Fig. 4.

Pairs of digitized confocal microscope images taken through the OML of the contralateral (A,B) or ipsilateral (C, D) side from a rat examined 5 d postlesion showing NMDAR1-immunoreactive astrocytes identified by double-labeling immunofluorescence for GFAP (red, A,C) or NMDAR1 (green,B, D). In the contralateral OML field (A, B), the intensity of NMDAR1 immunofluorescence in the processes of astrocytes (arrows) is equivalent to, or greater than, the staining intensity of the surrounding dendrites. In contrast, in the ipsilateral (lesioned) OML field (C, D), the intensity of NMDAR1 immunofluorescence in processes of astrocytes (arrows) is much less in comparison with that of the surrounding dendrites.

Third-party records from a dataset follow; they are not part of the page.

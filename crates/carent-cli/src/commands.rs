//! Command handlers

use std::path::{Path, PathBuf};

use carent_app::app::{self, BookingRequest, QuickSearch};
use carent_app::config::Config;
use carent_app::repository::{open_catalog_repo, open_catalog_repo_at};
use carent_domain::model::{FilterSpec, FilterTags};
use carent_types::{OutputFormat, Result};
use tracing::{debug, warn};

use crate::cli::{Cli, Commands};
use crate::output::{output_contact, output_link, output_listing, output_trip, output_vehicle};

/// Execute CLI command
pub fn execute(cli: Cli) -> Result<()> {
    // Everything but `config` runs against the saved config; `config`
    // reads the file itself so `--reset` works on a broken one
    let load = || -> Result<(Config, OutputFormat)> {
        let mut config = Config::load()?;

        // Override from CLI args
        if let Some(ref catalog) = cli.catalog {
            config.catalog_path = Some(catalog.clone());
        }
        let output_format = cli.format.unwrap_or(config.output_format);
        Ok((config, output_format))
    };

    match cli.command {
        Commands::List {
            search,
            category,
            price,
            transmission,
            sort,
        } => {
            let (config, output_format) = load()?;
            let tags = FilterTags {
                search,
                category,
                price_range: price,
                transmission,
                sort_by: sort,
            };
            cmd_list(&config, &tags, output_format)
        }

        Commands::Show { id } => {
            let (config, output_format) = load()?;
            cmd_show(&config, &id, output_format)
        }

        Commands::Inquire { id } => {
            let (config, output_format) = load()?;
            cmd_inquire(&config, &id, output_format)
        }

        Commands::Book {
            car_id,
            pickup_date,
            return_date,
            pickup_location,
            return_location,
        } => {
            let (config, output_format) = load()?;
            let request = BookingRequest {
                car_id,
                pickup_date,
                return_date,
                pickup_location,
                same_location: return_location.is_none(),
                return_location,
            };
            let url = app::booking_request_url(&config, &request)?;
            output_trip(output_format, pickup_date, return_date, &url)
        }

        Commands::Search {
            location,
            pickup_date,
            return_date,
        } => {
            let (config, output_format) = load()?;
            let search = QuickSearch {
                location,
                pickup_date,
                return_date,
            };
            let url = app::quick_search_url(&config, &search);
            output_trip(output_format, pickup_date, return_date, &url)
        }

        Commands::Contact => {
            let (config, output_format) = load()?;
            let url = app::general_inquiry_url(&config);
            output_contact(output_format, &config.business, &url)
        }

        Commands::Config {
            show,
            set_whatsapp_number,
            set_catalog,
            clear_catalog,
            set_output,
            reset,
        } => {
            let changes = ConfigChanges {
                show,
                set_whatsapp_number,
                set_catalog,
                clear_catalog,
                set_output,
                reset,
            };
            cmd_config(&Config::config_path()?, changes)
        }
    }
}

fn cmd_list(config: &Config, tags: &FilterTags, output_format: OutputFormat) -> Result<()> {
    for tag in tags.unrecognized() {
        warn!(%tag, "unrecognized filter value ignored");
    }
    let spec = FilterSpec::from_tags(tags);
    debug!(?spec, "listing catalog");

    let repo = open_catalog_repo(config)?;
    let view = app::browse(repo.as_ref(), &spec)?;
    output_listing(output_format, &view)
}

fn cmd_show(config: &Config, id: &str, output_format: OutputFormat) -> Result<()> {
    let repo = open_catalog_repo(config)?;
    let vehicle = app::find_vehicle(repo.as_ref(), id)?;
    output_vehicle(output_format, &vehicle)
}

fn cmd_inquire(config: &Config, id: &str, output_format: OutputFormat) -> Result<()> {
    let repo = open_catalog_repo(config)?;
    let vehicle = app::find_vehicle(repo.as_ref(), id)?;
    let url = app::vehicle_inquiry_url(config, &vehicle)?;
    output_link(output_format, &url)
}

/// Requested `config` edits
#[derive(Debug, Default)]
struct ConfigChanges {
    show: bool,
    set_whatsapp_number: Option<String>,
    set_catalog: Option<PathBuf>,
    clear_catalog: bool,
    set_output: Option<OutputFormat>,
    reset: bool,
}

fn cmd_config(path: &Path, changes: ConfigChanges) -> Result<()> {
    let mut config = if changes.reset {
        println!("Configuration reset to defaults");
        Config::default()
    } else {
        Config::load_from(path)?
    };

    let mut modified = changes.reset;

    if let Some(number) = changes.set_whatsapp_number {
        let digits: String = number.chars().filter(|c| c.is_ascii_digit()).collect();
        println!("WhatsApp number set to: {}", digits);
        config.whatsapp_number = digits;
        modified = true;
    }

    if let Some(catalog) = changes.set_catalog {
        // Fail early on a catalog that cannot be read
        open_catalog_repo_at(catalog.clone())?;
        println!("Catalog set to: {}", catalog.display());
        config.catalog_path = Some(catalog);
        modified = true;
    }

    if changes.clear_catalog {
        println!("Using built-in catalog");
        config.catalog_path = None;
        modified = true;
    }

    if let Some(format) = changes.set_output {
        config.output_format = format;
        println!("Output format set to: {}", format);
        modified = true;
    }

    if modified {
        config.save_to(path)?;
        println!("Configuration saved");
    }

    if changes.show || !modified {
        println!("{}", config);
    }

    Ok(())
}

#[cfg(test)]
mod tests {
    use super::*;

    fn broken_config() -> (tempfile::TempDir, PathBuf) {
        let dir = tempfile::tempdir().unwrap();
        let path = dir.path().join("config.json");
        std::fs::write(&path, "{ not json").unwrap();
        (dir, path)
    }

    #[test]
    fn test_reset_recovers_unreadable_config() {
        let (_dir, path) = broken_config();
        let changes = ConfigChanges {
            reset: true,
            ..ConfigChanges::default()
        };
        cmd_config(&path, changes).unwrap();

        let config = Config::load_from(&path).unwrap();
        assert_eq!(config.whatsapp_number, Config::default().whatsapp_number);
        assert_eq!(config.catalog_path, None);
    }

    #[test]
    fn test_reset_applies_other_changes() {
        let (_dir, path) = broken_config();
        let changes = ConfigChanges {
            reset: true,
            set_whatsapp_number: Some("+62 811-0000-111".to_string()),
            set_output: Some(OutputFormat::Json),
            ..ConfigChanges::default()
        };
        cmd_config(&path, changes).unwrap();

        let config = Config::load_from(&path).unwrap();
        assert_eq!(config.whatsapp_number, "628110000111");
        assert_eq!(config.output_format, OutputFormat::Json);
    }

    #[test]
    fn test_show_still_reports_unreadable_config() {
        let (_dir, path) = broken_config();
        let changes = ConfigChanges {
            show: true,
            ..ConfigChanges::default()
        };
        assert!(cmd_config(&path, changes).is_err());
    }
}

Asterisks denote the corresponding positions of astrocytic nuclei in each pair.E, Image showing section spanning the ipsilateral molecular layer (IML and OML) taken from the same 5 d postlesion animal. In this image, immunofluorescence for both GFAP (red) and NMDAR1 (green) is shown simultaneously. Note a greater intensity of NMDAR1 immunofluorescence in GFAP-negative processes (i.e., dendrites) in the OML compared with the IML. A single NMDAR1-labeled dendrite (arrows) can be followed continuously from the IML into the OML, where the intensity of the NMDAR1 immunofluorescence increases. Scale bar, 10 μm.